Un nombre « effarant » de fouilles complètes dans les centres jeunesse du Québec

Lors d'une fouille complète, un jeune doit retirer tous ses vêtements, y compris ses sous-vêtements, puis enfiler une robe de chambre avant que soient examinées certaines parties de son corps.
Photo : Radio-Canada / Alexandre Duval
Radio-Canada a appris que, l’an dernier, les jeunes hébergés en centre de réadaptation au Québec ont subi plus de 5700 fouilles complètes, une procédure qui implique généralement le retrait de tous leurs vêtements. Le nombre est jugé « effarant » par la Commission des droits de la personne et des droits de la jeunesse (CDPDJ), qui se demande comment une « mesure d’exception » peut être utilisée aussi fréquemment.
On est préoccupés
, admet Suzanne Arpin, vice-présidente de la CDPDJ pour le mandat jeunesse. Selon elle, les données obtenues par Radio-Canada en vertu de la Loi sur l’accès aux documents des organismes publics soulèvent d’importantes questions.
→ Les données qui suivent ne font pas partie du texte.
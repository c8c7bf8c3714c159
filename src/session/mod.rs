//! Session Context
//!
//! The signed-in user's credential and profile, held in one explicit object
//! that is handed to the HTTP client, the route guard and the shell.
//!
//! ## Lifecycle
//!
//! 1. `create` on login or registration success
//! 2. read by the guard, the shell and every outgoing request
//! 3. `destroy` on logout
//!
//! Persistence lives behind [`SessionStore`] so a restarted shell picks the
//! session back up.

mod store;

pub use store::{FileSessionStore, MemorySessionStore, SessionError, SessionStore};

use serde::{Deserialize, Serialize};
use std::sync::{Arc, RwLock, RwLockReadGuard, RwLockWriteGuard};

use crate::access::{Capability, Role};
use crate::models::Id;

/// Profile of the authenticated user as returned by login
#[derive(Debug, Clone, PartialEq, Serialize, Deserialize)]
pub struct SessionUser {
    pub id: Id,
    pub name: String,
    #[serde(default, skip_serializing_if = "Option::is_none")]
    pub email: Option<String>,
    #[serde(default)]
    pub role: Role,
}

/// Credential plus profile; also the login/registration response body
#[derive(Debug, Clone, PartialEq, Serialize, Deserialize)]
pub struct Session {
    pub token: String,
    pub user: SessionUser,
}

/// Shared handle to the current session
///
/// Clones share the same slot, so a logout seen by the shell is seen by the
/// HTTP client on its next request.
#[derive(Debug, Clone, Default)]
pub struct SessionContext {
    inner: Arc<RwLock<Option<Session>>>,
}

impl SessionContext {
    /// Create an empty (signed-out) context
    pub fn new() -> Self {
        Self::default()
    }

    /// Create a context that already holds a session
    pub fn with_session(session: Session) -> Self {
        let ctx = Self::new();
        ctx.create(session);
        ctx
    }

    /// Rehydrate from persistent storage
    pub async fn restore(store: &dyn SessionStore) -> Result<Self, SessionError> {
        let ctx = Self::new();
        if let Some(session) = store.load().await? {
            tracing::debug!(user = %session.user.name, "Restored session");
            ctx.create(session);
        }
        Ok(ctx)
    }

    /// Install a new session, replacing any existing one
    pub fn create(&self, session: Session) {
        *self.write() = Some(session);
    }

    /// Drop the current session, returning it
    pub fn destroy(&self) -> Option<Session> {
        self.write().take()
    }

    pub fn current(&self) -> Option<Session> {
        self.read().clone()
    }

    pub fn token(&self) -> Option<String> {
        self.read().as_ref().map(|s| s.token.clone())
    }

    pub fn user(&self) -> Option<SessionUser> {
        self.read().as_ref().map(|s| s.user.clone())
    }

    /// True when a token is present; validity is only known to the backend
    pub fn is_authenticated(&self) -> bool {
        self.read().as_ref().is_some_and(|s| !s.token.is_empty())
    }

    /// Capability check against the signed-in user's role
    pub fn can(&self, capability: Capability) -> bool {
        self.read()
            .as_ref()
            .is_some_and(|s| s.user.role.can(capability))
    }

    /// Write the current session through to storage
    pub async fn persist(&self, store: &dyn SessionStore) -> Result<(), SessionError> {
        match self.current() {
            Some(session) => store.save(&session).await,
            None => store.clear().await,
        }
    }

    /// Destroy the session and clear it from storage
    pub async fn logout(&self, store: &dyn SessionStore) -> Result<(), SessionError> {
        if let Some(session) = self.destroy() {
            tracing::info!(user = %session.user.name, "Logged out");
        }
        store.clear().await
    }

    fn read(&self) -> RwLockReadGuard<'_, Option<Session>> {
        self.inner.read().unwrap_or_else(|poisoned| poisoned.into_inner())
    }

    fn write(&self) -> RwLockWriteGuard<'_, Option<Session>> {
        self.inner.write().unwrap_or_else(|poisoned| poisoned.into_inner())
    }
}

#[cfg(test)]
pub(crate) fn test_session(role: &str) -> Session {
    Session {
        token: "test-token".to_string(),
        user: SessionUser {
            id: 1,
            name: "Test User".to_string(),
            email: Some("test@example.com".to_string()),
            role: Role::from(role),
        },
    }
}

#[cfg(test)]
mod tests {
    use super::*;

    #[test]
    fn test_lifecycle() {
        let ctx = SessionContext::new();
        assert!(!ctx.is_authenticated());
        assert_eq!(ctx.token(), None);

        ctx.create(test_session("user"));
        assert!(ctx.is_authenticated());
        assert_eq!(ctx.token().as_deref(), Some("test-token"));

        let dropped = ctx.destroy();
        assert!(dropped.is_some());
        assert!(!ctx.is_authenticated());
    }

    #[test]
    fn test_clones_share_state() {
        let ctx = SessionContext::with_session(test_session("Admin"));
        let seen_by_client = ctx.clone();

        ctx.destroy();
        assert_eq!(seen_by_client.token(), None);
    }

    #[test]
    fn test_capabilities_follow_role() {
        let ctx = SessionContext::with_session(test_session("Admin"));
        assert!(ctx.can(Capability::ManageUsers));

        ctx.create(test_session("admin"));
        assert!(!ctx.can(Capability::ManageUsers));

        ctx.destroy();
        assert!(!ctx.can(Capability::ViewDashboard));
    }

    #[test]
    fn test_login_response_shape() {
        let body = r#"{"token":"abc","user":{"id":7,"name":"Ana","email":"ana@example.com","role":"Finance Manager"}}"#;
        let session: Session = serde_json::from_str(body).unwrap();
        assert_eq!(session.token, "abc");
        assert_eq!(session.user.role, Role::FinanceManager);
    }

    #[tokio::test]
    async fn test_restore_and_logout() {
        let store = MemorySessionStore::default();
        store.save(&test_session("user")).await.unwrap();

        let ctx = SessionContext::restore(&store).await.unwrap();
        assert!(ctx.is_authenticated());

        ctx.logout(&store).await.unwrap();
        assert!(!ctx.is_authenticated());
        assert_eq!(store.load().await.unwrap(), None);
    }
}
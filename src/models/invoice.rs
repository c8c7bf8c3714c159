//! Invoices and their line items

use chrono::NaiveDate;
use rust_decimal::Decimal;
use serde::{Deserialize, Serialize};
use std::fmt;

use super::{lenient_date, Id};

#[derive(Debug, Clone, Copy, PartialEq, Eq, Hash, Default, Serialize, Deserialize)]
pub enum InvoiceType {
    #[default]
    Sales,
    Purchase,
}

impl fmt::Display for InvoiceType {
    fn fmt(&self, f: &mut fmt::Formatter<'_>) -> fmt::Result {
        match self {
            InvoiceType::Sales => f.write_str("Sales"),
            InvoiceType::Purchase => f.write_str("Purchase"),
        }
    }
}

/// One row of an invoice
///
/// `amount` is derived from `quantity * unit_price` whenever either input
/// changes. Setting `amount` directly stores it as given and leaves the
/// inputs alone.
#[derive(Debug, Clone, PartialEq, Serialize, Deserialize)]
pub struct LineItem {
    #[serde(default)]
    pub description: String,
    pub quantity: Decimal,
    pub unit_price: Decimal,
    pub amount: Decimal,
}

impl Default for LineItem {
    fn default() -> Self {
        Self {
            description: String::new(),
            quantity: Decimal::ONE,
            unit_price: Decimal::ZERO,
            amount: Decimal::ZERO,
        }
    }
}

impl LineItem {
    /// `None` when `quantity * unit_price` does not fit a `Decimal`
    pub fn new(
        description: impl Into<String>,
        quantity: Decimal,
        unit_price: Decimal,
    ) -> Option<Self> {
        Some(Self {
            description: description.into(),
            quantity,
            unit_price,
            amount: quantity.checked_mul(unit_price)?,
        })
    }

    /// Returns false, leaving the line untouched, if the amount would overflow
    pub fn set_quantity(&mut self, quantity: Decimal) -> bool {
        let Some(amount) = quantity.checked_mul(self.unit_price) else {
            return false;
        };
        self.quantity = quantity;
        self.amount = amount;
        true
    }

    /// Returns false, leaving the line untouched, if the amount would overflow
    pub fn set_unit_price(&mut self, unit_price: Decimal) -> bool {
        let Some(amount) = self.quantity.checked_mul(unit_price) else {
            return false;
        };
        self.unit_price = unit_price;
        self.amount = amount;
        true
    }

    /// Override the amount; quantity and unit price are not re-derived
    pub fn set_amount(&mut self, amount: Decimal) {
        self.amount = amount;
    }
}

#[derive(Debug, Clone, PartialEq, Serialize, Deserialize)]
pub struct Invoice {
    pub id: Id,
    pub invoice_number: String,
    pub invoice_type: InvoiceType,
    #[serde(default)]
    pub customer_id: Option<Id>,
    #[serde(default)]
    pub vendor_id: Option<Id>,
    #[serde(deserialize_with = "lenient_date::deserialize")]
    pub invoice_date: NaiveDate,
    #[serde(default, deserialize_with = "lenient_date::option::deserialize")]
    pub due_date: Option<NaiveDate>,
    #[serde(default)]
    pub items: Vec<LineItem>,
    #[serde(default)]
    pub tax_amount: Decimal,
    /// Computed by the backend; never derived client-side
    #[serde(default)]
    pub total_amount: Decimal,
    pub status: String,
    #[serde(default = "default_currency")]
    pub currency: String,
}

fn default_currency() -> String {
    "USD".to_string()
}

/// Body of `POST /invoices`
#[derive(Debug, Clone, PartialEq, Serialize)]
pub struct NewInvoice {
    pub invoice_type: InvoiceType,
    pub customer_id: Option<Id>,
    pub vendor_id: Option<Id>,
    pub invoice_date: NaiveDate,
    pub due_date: Option<NaiveDate>,
    pub items: Vec<LineItem>,
    pub tax_amount: Decimal,
    pub currency: String,
    pub description: String,
}

impl NewInvoice {
    /// Fresh draft dated `today` with a single empty line
    pub fn new(today: NaiveDate) -> Self {
        Self {
            invoice_type: InvoiceType::Sales,
            customer_id: None,
            vendor_id: None,
            invoice_date: today,
            due_date: None,
            items: vec![LineItem::default()],
            tax_amount: Decimal::ZERO,
            currency: default_currency(),
            description: String::new(),
        }
    }

    /// Sum of line amounts, before tax
    pub fn subtotal(&self) -> Decimal {
        self.items.iter().map(|item| item.amount).sum()
    }

    /// Copy with the counterparty that doesn't match the invoice type cleared
    pub fn normalized(&self) -> Self {
        let mut draft = self.clone();
        match draft.invoice_type {
            InvoiceType::Sales => draft.vendor_id = None,
            InvoiceType::Purchase => draft.customer_id = None,
        }
        draft
    }
}

/// Body of `PUT /invoices/:id/status`
#[derive(Debug, Clone, PartialEq, Serialize)]
pub struct InvoiceStatusUpdate {
    pub status: String,
}

/// Body of `POST /invoices/:id/payments`
#[derive(Debug, Clone, PartialEq, Serialize)]
pub struct PaymentRecord {
    pub amount: Decimal,
    pub payment_date: NaiveDate,
    #[serde(skip_serializing_if = "Option::is_none")]
    pub payment_method: Option<String>,
    #[serde(skip_serializing_if = "Option::is_none")]
    pub reference: Option<String>,
}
Est-ce que toutes les fouilles sont nécessaires? [...] Est-ce que toutes ces fouilles-là ont été faites selon les règles de l'art, selon les procédures qui sont mises en place par les établissements?
demande-t-elle.
Une fouille complète est généralement effectuée à la demande d’un intervenant jeunesse, avec l’autorisation d’un superviseur. Divers motifs peuvent être invoqués, comme la possible possession de drogue, d’une arme ou d’un objet qui pourrait représenter un danger pour le jeune ou pour autrui.
Lors de la fouille, qui se fait dans un lieu en retrait, deux adultes doivent être présents, dont au moins un du même sexe que le jeune.
Le jeune doit alors retirer tous ses vêtements – y compris ses sous-vêtements – avant de se couvrir avec une robe de chambre ou une serviette. C’est à ce moment qu’il subit une inspection visuelle de certaines parties de son corps : aisselles, nuque, intérieur de la bouche, intérieur des mains, plante des pieds, etc.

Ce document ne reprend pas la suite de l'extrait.